» **Dataset records**
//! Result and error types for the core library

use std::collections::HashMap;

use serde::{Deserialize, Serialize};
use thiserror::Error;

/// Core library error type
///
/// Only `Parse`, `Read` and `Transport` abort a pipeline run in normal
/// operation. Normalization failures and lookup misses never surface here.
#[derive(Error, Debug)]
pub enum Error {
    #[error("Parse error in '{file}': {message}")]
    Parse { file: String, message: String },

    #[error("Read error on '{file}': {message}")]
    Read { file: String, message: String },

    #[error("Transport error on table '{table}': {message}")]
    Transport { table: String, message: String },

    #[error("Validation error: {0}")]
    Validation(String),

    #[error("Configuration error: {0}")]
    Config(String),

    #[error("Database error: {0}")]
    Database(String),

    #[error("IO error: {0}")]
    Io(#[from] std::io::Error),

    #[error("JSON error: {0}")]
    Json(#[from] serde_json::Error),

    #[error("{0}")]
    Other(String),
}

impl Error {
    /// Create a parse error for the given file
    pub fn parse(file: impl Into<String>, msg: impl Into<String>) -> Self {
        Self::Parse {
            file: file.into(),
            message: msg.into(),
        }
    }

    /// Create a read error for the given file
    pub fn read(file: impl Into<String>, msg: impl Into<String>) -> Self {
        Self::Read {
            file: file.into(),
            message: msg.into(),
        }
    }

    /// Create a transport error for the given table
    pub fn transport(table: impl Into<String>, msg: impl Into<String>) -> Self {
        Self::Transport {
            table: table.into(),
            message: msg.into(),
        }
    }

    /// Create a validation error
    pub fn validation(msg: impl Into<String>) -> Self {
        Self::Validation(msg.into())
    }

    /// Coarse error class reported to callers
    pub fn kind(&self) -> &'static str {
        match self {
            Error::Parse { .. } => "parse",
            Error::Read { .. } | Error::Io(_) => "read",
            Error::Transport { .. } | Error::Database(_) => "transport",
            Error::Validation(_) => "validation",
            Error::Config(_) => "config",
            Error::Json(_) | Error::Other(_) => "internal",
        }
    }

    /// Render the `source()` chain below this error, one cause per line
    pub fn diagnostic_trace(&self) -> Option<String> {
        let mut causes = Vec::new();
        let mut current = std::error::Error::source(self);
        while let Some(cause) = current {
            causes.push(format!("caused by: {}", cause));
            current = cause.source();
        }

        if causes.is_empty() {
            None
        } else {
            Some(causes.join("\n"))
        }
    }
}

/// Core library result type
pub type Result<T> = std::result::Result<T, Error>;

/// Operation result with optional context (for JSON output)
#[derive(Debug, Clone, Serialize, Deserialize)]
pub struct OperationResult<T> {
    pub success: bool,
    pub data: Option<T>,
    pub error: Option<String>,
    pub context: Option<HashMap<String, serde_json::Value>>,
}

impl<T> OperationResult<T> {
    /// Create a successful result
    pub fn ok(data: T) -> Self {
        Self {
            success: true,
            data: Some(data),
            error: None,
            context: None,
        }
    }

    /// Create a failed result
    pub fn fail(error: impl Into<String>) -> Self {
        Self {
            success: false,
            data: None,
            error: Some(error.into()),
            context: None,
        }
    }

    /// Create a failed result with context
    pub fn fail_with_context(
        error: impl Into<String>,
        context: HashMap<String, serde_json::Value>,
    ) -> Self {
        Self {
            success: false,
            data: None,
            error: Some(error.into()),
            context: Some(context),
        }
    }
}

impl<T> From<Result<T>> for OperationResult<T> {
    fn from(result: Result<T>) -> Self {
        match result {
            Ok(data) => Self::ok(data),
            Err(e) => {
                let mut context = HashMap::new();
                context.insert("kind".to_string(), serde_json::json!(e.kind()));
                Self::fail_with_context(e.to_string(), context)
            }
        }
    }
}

* * *

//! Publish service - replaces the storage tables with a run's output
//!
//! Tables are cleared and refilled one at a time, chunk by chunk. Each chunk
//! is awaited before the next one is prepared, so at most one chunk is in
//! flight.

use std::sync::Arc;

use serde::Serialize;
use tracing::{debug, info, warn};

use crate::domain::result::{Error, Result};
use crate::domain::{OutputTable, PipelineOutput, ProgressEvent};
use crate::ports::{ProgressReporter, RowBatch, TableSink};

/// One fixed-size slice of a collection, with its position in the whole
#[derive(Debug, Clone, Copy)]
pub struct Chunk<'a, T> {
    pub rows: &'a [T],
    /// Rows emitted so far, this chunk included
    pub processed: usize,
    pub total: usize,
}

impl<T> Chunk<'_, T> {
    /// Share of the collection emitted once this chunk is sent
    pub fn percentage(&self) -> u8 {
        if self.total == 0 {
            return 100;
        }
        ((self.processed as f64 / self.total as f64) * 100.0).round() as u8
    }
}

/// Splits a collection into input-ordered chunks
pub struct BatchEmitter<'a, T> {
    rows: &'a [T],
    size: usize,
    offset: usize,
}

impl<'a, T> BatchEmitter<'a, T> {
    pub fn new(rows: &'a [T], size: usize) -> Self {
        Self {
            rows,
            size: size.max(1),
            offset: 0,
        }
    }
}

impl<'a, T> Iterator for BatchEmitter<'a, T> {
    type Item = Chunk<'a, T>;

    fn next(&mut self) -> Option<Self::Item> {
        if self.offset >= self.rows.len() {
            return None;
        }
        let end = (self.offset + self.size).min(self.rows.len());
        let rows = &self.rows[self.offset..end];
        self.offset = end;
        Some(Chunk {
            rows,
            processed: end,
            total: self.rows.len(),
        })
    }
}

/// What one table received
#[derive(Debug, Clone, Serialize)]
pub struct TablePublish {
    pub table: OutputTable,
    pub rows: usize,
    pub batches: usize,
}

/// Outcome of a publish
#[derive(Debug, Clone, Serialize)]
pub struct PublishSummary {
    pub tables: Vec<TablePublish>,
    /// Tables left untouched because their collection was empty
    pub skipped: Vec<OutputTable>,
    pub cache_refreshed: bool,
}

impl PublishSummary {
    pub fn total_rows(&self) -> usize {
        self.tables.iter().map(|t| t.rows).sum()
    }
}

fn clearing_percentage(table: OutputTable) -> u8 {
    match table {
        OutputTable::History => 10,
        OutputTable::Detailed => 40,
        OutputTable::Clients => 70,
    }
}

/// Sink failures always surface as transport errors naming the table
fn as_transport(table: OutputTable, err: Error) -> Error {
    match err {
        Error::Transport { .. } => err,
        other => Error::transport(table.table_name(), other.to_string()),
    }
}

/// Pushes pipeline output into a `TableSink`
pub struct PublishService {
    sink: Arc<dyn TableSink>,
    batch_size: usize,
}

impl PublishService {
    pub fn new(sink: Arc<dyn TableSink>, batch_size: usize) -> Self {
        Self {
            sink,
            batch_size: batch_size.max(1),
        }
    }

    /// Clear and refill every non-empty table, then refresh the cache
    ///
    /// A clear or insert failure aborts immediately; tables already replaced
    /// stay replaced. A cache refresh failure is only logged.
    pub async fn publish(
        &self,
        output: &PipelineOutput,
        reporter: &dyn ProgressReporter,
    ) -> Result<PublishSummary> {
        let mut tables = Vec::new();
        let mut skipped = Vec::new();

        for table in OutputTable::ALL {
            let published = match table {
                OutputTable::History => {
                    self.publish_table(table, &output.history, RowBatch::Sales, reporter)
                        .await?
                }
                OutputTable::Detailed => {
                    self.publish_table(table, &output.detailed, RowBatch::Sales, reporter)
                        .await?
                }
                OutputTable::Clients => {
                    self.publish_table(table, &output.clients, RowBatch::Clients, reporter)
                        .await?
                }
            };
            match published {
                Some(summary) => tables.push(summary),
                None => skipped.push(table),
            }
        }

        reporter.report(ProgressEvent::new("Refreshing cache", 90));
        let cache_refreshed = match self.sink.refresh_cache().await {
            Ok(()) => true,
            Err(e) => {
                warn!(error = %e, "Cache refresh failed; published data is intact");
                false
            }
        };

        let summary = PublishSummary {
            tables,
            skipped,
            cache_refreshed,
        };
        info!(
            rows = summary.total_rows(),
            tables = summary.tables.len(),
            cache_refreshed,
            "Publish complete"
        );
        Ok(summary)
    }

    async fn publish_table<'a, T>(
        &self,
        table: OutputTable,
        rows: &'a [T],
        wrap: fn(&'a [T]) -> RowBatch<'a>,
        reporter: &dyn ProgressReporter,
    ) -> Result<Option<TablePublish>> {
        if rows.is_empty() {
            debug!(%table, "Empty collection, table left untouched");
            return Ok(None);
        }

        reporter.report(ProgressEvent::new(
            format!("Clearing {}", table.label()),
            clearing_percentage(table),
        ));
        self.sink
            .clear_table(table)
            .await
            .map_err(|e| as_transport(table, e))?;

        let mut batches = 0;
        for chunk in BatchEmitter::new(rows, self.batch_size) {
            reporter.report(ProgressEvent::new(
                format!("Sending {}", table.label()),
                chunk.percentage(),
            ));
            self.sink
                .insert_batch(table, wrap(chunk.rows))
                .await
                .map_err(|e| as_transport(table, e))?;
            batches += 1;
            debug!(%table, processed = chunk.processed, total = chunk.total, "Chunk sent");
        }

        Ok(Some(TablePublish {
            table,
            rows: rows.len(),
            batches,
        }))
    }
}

» **Exercise description**
Every line of the material that holds the word "return" must be found and copied.

» **Your solution**
            return 100;
            return None;
            return Ok(None);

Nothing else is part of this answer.